**Work order:**
Find the word "shared" in the records below. List each line containing it.

**Supplied entries:**
___

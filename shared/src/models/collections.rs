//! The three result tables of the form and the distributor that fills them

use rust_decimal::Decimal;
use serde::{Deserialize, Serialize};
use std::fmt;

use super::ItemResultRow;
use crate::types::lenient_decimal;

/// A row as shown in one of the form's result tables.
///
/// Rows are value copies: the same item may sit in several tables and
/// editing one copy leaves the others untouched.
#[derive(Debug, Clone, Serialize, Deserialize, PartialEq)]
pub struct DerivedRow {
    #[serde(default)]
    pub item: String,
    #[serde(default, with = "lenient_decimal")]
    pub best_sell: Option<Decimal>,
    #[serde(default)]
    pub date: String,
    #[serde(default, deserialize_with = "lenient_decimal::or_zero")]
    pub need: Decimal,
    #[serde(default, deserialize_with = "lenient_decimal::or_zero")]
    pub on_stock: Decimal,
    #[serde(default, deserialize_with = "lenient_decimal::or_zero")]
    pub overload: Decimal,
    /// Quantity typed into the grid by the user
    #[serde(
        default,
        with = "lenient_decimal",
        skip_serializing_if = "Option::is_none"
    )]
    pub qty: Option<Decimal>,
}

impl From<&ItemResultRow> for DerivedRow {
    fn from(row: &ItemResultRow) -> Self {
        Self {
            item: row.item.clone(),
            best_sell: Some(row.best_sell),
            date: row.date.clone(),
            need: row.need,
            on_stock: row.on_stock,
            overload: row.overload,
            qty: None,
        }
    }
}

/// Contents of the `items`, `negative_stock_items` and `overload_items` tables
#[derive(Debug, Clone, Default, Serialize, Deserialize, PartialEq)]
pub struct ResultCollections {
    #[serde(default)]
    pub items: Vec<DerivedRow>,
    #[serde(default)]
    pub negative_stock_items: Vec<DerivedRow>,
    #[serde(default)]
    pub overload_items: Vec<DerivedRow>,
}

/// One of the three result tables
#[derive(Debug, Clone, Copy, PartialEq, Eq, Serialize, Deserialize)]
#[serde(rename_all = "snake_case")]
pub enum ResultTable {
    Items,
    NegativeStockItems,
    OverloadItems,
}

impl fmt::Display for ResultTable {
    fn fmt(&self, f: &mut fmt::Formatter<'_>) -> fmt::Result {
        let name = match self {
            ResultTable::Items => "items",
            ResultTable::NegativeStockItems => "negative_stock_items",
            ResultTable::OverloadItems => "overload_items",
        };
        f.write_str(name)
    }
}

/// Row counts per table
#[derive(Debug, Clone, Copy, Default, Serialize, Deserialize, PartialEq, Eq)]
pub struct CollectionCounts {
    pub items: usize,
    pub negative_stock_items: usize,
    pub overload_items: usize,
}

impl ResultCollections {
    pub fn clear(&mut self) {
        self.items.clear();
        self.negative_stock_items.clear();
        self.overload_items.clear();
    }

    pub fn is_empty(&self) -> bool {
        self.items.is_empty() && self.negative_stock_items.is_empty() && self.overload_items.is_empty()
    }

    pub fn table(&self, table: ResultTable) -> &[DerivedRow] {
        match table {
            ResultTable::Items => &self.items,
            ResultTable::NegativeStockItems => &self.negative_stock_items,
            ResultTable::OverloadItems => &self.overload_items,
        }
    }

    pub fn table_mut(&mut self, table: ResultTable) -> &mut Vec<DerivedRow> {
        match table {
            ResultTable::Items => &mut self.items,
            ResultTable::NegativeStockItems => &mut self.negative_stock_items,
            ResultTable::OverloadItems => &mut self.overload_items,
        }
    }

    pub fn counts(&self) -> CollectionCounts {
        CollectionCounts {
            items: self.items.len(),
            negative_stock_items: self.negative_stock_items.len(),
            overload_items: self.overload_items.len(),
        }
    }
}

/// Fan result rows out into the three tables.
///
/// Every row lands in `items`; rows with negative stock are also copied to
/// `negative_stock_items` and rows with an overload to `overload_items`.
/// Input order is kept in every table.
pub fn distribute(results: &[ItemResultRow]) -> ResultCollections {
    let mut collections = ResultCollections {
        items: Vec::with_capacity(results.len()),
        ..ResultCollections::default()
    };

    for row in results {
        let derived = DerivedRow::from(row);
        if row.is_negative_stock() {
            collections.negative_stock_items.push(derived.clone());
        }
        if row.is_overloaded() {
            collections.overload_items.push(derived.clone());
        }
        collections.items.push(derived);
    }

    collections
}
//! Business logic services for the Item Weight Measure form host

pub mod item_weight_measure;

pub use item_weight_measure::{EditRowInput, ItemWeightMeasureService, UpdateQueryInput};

___

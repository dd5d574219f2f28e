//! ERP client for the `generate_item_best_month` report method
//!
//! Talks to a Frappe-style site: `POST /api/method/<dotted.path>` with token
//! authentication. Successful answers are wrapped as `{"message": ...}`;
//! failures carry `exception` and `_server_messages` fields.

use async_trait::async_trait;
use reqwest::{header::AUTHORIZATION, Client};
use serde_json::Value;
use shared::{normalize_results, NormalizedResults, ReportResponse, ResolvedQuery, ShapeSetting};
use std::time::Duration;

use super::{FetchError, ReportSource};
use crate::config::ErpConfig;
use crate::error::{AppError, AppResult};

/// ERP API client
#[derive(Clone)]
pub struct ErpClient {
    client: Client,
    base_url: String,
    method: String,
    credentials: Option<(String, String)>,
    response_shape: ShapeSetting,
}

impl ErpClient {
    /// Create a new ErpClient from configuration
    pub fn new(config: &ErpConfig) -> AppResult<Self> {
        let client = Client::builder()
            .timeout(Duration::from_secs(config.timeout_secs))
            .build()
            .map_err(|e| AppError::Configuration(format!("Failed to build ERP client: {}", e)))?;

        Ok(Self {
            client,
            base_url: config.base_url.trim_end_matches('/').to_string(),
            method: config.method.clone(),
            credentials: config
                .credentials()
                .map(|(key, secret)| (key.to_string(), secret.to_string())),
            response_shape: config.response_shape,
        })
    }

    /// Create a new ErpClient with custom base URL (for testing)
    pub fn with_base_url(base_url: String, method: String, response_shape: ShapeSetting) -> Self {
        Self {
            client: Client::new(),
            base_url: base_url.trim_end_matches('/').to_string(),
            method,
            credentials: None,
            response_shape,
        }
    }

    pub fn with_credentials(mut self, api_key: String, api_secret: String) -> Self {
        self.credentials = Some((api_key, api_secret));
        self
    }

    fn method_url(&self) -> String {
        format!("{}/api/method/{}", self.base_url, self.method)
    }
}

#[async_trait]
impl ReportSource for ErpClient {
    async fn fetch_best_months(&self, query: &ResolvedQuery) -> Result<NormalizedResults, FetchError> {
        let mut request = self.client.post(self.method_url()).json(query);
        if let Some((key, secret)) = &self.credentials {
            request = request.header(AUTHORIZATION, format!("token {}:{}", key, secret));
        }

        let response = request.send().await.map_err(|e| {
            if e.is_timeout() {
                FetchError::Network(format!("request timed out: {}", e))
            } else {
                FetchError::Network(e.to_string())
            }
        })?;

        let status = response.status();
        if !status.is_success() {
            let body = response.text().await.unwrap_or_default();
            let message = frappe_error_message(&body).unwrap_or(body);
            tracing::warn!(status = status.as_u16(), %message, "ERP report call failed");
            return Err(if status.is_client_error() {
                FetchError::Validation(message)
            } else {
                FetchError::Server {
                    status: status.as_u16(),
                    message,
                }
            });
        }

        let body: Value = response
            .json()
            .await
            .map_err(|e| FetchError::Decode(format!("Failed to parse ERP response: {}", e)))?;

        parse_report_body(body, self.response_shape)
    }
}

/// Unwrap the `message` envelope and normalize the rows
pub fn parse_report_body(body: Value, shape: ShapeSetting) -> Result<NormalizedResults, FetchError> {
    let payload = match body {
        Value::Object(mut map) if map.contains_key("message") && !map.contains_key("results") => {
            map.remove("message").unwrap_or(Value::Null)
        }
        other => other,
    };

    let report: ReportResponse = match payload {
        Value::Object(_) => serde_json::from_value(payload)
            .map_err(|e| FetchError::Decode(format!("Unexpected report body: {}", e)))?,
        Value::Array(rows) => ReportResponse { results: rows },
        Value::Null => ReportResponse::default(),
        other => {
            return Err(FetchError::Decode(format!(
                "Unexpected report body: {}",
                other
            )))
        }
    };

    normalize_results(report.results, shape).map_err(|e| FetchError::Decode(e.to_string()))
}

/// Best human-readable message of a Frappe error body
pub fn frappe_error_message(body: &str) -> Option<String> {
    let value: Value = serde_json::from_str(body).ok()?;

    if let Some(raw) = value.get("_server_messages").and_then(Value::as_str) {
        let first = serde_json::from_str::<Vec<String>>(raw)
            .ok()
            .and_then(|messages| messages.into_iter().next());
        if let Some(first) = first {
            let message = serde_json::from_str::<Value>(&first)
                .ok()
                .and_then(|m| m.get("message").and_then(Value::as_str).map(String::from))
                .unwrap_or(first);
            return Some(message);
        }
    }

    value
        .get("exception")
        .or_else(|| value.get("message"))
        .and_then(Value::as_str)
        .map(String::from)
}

___

**Written response:**
filename shared/src/models/collections.rs
use shared::{normalize_results, NormalizedResults, ReportResponse, ResolvedQuery, ShapeSetting};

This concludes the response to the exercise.